Despite talks under the auspices of the conciliation service, Acas, the Universities and Colleges Employers Association (UCEA) refused to budge, so Unite’s members in higher education will be joining Unison, the University and College Union (UCU) and the Scottish education union, the EIS for a one day strike on Tuesday.
Unite contrasts the five year pay drought which its members have endured, resulting in a 13 per cut in pay in real terms since 2008, with the lavish remuneration packages – averaging just under £250,000 a year – that the UK’s vice chancellors enjoy.
Unite national officer for education Mike McCartney said that the one per cent pay offer on the table for 2013/14 was “completely unacceptable”, given that the cumulative operating surplus in the higher education sector was now over £1 billion.
Mike McCartney said: “We had a very successful one day strike on 31 October when our members were heartened by the strong support from other staff, students and members of the public.
“The intransigence of the employers, who are sitting on a cash mountain of £1 billion, has not moved us forward. No new offer, other than the existing one per cent, leaves the higher education unions with no choice, but to take further strike action on 3 December.
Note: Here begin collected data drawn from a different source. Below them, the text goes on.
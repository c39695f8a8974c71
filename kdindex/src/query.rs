use crate::distance::{squared_distance, within_bounds};
use crate::heap::BoundedMinHeap;
use crate::kdtree::KDTree;
use crate::node::{NodeId, Slot};
use std::cmp::Ordering;
use std::num::NonZeroUsize;

// Internal structure to order candidate nodes by their squared distance to the query
#[derive(Debug, Clone, Copy)]
struct Candidate {
    distance: f64,
    node: NodeId,
}

impl PartialEq for Candidate {
    fn eq(&self, other: &Self) -> bool {
        self.cmp(other) == Ordering::Equal
    }
}

impl Eq for Candidate {}

impl PartialOrd for Candidate {
    fn partial_cmp(&self, other: &Self) -> Option<Ordering> {
        Some(self.cmp(other))
    }
}

impl Ord for Candidate {
    fn cmp(&self, other: &Self) -> Ordering {
        self.distance.total_cmp(&other.distance)
    }
}

enum Visit {
    Node { id: NodeId, depth: usize },
    // far side of a splitting plane, only entered if the plane is closer than the worst
    // candidate once the near side has been exhausted
    Farther { id: NodeId, depth: usize, plane: f64 },
}

impl<V> KDTree<V> {
    /// Returns every live value whose point lies within `[lower, upper]` on each dimension
    /// shared by `lower` and `upper`. Values come back in pre-order traversal order, which
    /// depends on the shape of the tree rather than on the coordinates.
    #[tracing::instrument(skip_all)]
    pub fn range(&self, lower: &[f64], upper: &[f64]) -> Vec<&V> {
        let bounded = lower.len().min(upper.len());
        let dimensions = self.dimensions.get();
        let mut results = Vec::new();
        let mut stack: Vec<(NodeId, usize)> =
            self.root.map(|root| (root, 0)).into_iter().collect();

        while let Some((id, depth)) = stack.pop() {
            let node = &self.nodes[id.0];
            if let Slot::Live(value) = &node.slot {
                if within_bounds(&node.point, lower, upper) {
                    results.push(value);
                }
            }

            let axis = depth % dimensions;
            let split = node.point[axis];
            let (go_left, go_right) = if axis < bounded {
                (lower[axis] <= split, upper[axis] >= split)
            } else {
                (true, true)
            };
            // right first so that the left subtree is walked first
            if let Some(right) = node.right.filter(|_| go_right) {
                stack.push((right, depth + 1));
            }
            if let Some(left) = node.left.filter(|_| go_left) {
                stack.push((left, depth + 1));
            }
        }
        tracing::debug!(found = results.len(), "Range query");
        results
    }

    /// Returns the live value closest to `point`
    pub fn nearest(&self, point: &[f64]) -> Option<&V> {
        self.nearest_n(point, 1).into_iter().next()
    }

    /// Returns up to `count` live values ordered from nearest to farthest
    pub fn nearest_n(&self, point: &[f64], count: usize) -> Vec<&V> {
        self.nearest_with_distances(point, count)
            .into_iter()
            .map(|(value, _)| value)
            .collect()
    }

    /// Returns up to `count` live values along with their squared euclidean distance to
    /// `point`, nearest first. Distances only cover the dimensions `point` has.
    #[tracing::instrument(skip_all, fields(count = count))]
    pub fn nearest_with_distances(&self, point: &[f64], count: usize) -> Vec<(&V, f64)> {
        let (Some(count), Some(root)) = (NonZeroUsize::new(count), self.root) else {
            return Vec::new();
        };
        let dimensions = self.dimensions.get();
        let mut candidates = BoundedMinHeap::new(count);
        let mut stack = vec![Visit::Node { id: root, depth: 0 }];

        while let Some(visit) = stack.pop() {
            match visit {
                Visit::Node { id, depth } => {
                    let node = &self.nodes[id.0];
                    if node.slot.is_live() {
                        candidates.push(Candidate {
                            distance: squared_distance(point, &node.point),
                            node: id,
                        });
                    }

                    let axis = depth % dimensions;
                    let split = node.point[axis];
                    // a query without this axis sits on the plane
                    let coordinate = point.get(axis).copied().unwrap_or(split);
                    let (nearer, farther) = node.children_towards(coordinate, axis);
                    if let Some(farther) = farther {
                        stack.push(Visit::Farther {
                            id: farther,
                            depth: depth + 1,
                            plane: (coordinate - split).powi(2),
                        });
                    }
                    if let Some(nearer) = nearer {
                        stack.push(Visit::Node {
                            id: nearer,
                            depth: depth + 1,
                        });
                    }
                }
                Visit::Farther { id, depth, plane } => {
                    let worth_visiting = !candidates.is_full()
                        || candidates
                            .peek()
                            .is_some_and(|worst| plane.total_cmp(&worst.distance).is_lt());
                    if worth_visiting {
                        stack.push(Visit::Node { id, depth });
                    }
                }
            }
        }

        tracing::debug!(found = candidates.len(), "Nearest neighbour query");
        candidates
            .into_sorted_vec()
            .into_iter()
            .filter_map(|candidate| {
                self.nodes[candidate.node.0]
                    .slot
                    .value()
                    .map(|value| (value, candidate.distance))
            })
            .collect()
    }
}
//! Video/audio transcription: URL or local file in, plain transcript out.
//!
//! **tubescribe** wires up the full pipeline: downloading (via yt-dlp), audio
//! decoding (via ffmpeg), and transcription (via whisper.cpp). The model is
//! loaded once into a [`WhisperEngine`] and shared; downloaded media lives in
//! a scoped temporary directory that disappears when the call ends.
//!
//! # Quick start
//!
//! ```rust,no_run
//! # #[tokio::main]
//! # async fn main() -> tubescribe::Result<()> {
//! let engine = tubescribe::WhisperEngine::load(tubescribe::TranscribeOptions::default()).await?;
//!
//! // Transcribe a local file
//! let transcript = engine.transcribe_file("meeting.mp3".as_ref())?;
//! println!("{}", transcript.text());
//!
//! // Or from a URL (requires the "download" feature, enabled by default)
//! let transcript = tubescribe::transcribe_url(&engine, "https://youtube.com/watch?v=...").await?;
//! println!("{}", transcript.text());
//! # Ok(())
//! # }
//! ```

pub(crate) mod audio;
pub mod config;
#[cfg(feature = "download")]
pub mod download;
pub mod engine;
pub mod error;
pub mod model;
pub mod types;

pub use config::{Language, Model, TranscribeOptions};
#[cfg(feature = "download")]
pub use download::FetchedAudio;
pub use engine::WhisperEngine;
pub use error::{Error, Result};
pub use types::{Segment, Transcript};

/// Download a URL's audio into a scoped temporary directory and transcribe it.
///
/// The directory lives exactly as long as this call; it is removed on every
/// exit path, success or failure.
#[cfg(feature = "download")]
pub async fn transcribe_url(engine: &WhisperEngine, url: &str) -> Result<Transcript> {
    let workdir = tempfile::tempdir()?;

    let audio = download::fetch_audio(url, workdir.path()).await?;
    let mut transcript = engine.transcribe_file(&audio.path)?;
    transcript.source_url = Some(url.to_string());

    Ok(transcript)
}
“The unions are at a loss as to why the meeting under Acas’ watchful eye went ahead with nothing extra being put on the table – it makes a mockery of the concept of negotiation.
“It should be not be forgotten that it is the hard work of higher education staff that keeps Britain in the top ten of the world’s universities.
“While highly paid vice chancellors travel the world, in some style, drumming up student numbers, it is our members that underpin the whole higher education system.”
Unite’s membership embraces technicians, laboratory assistants, administrators and facilities management staff. The union has about 20,000 members in higher education.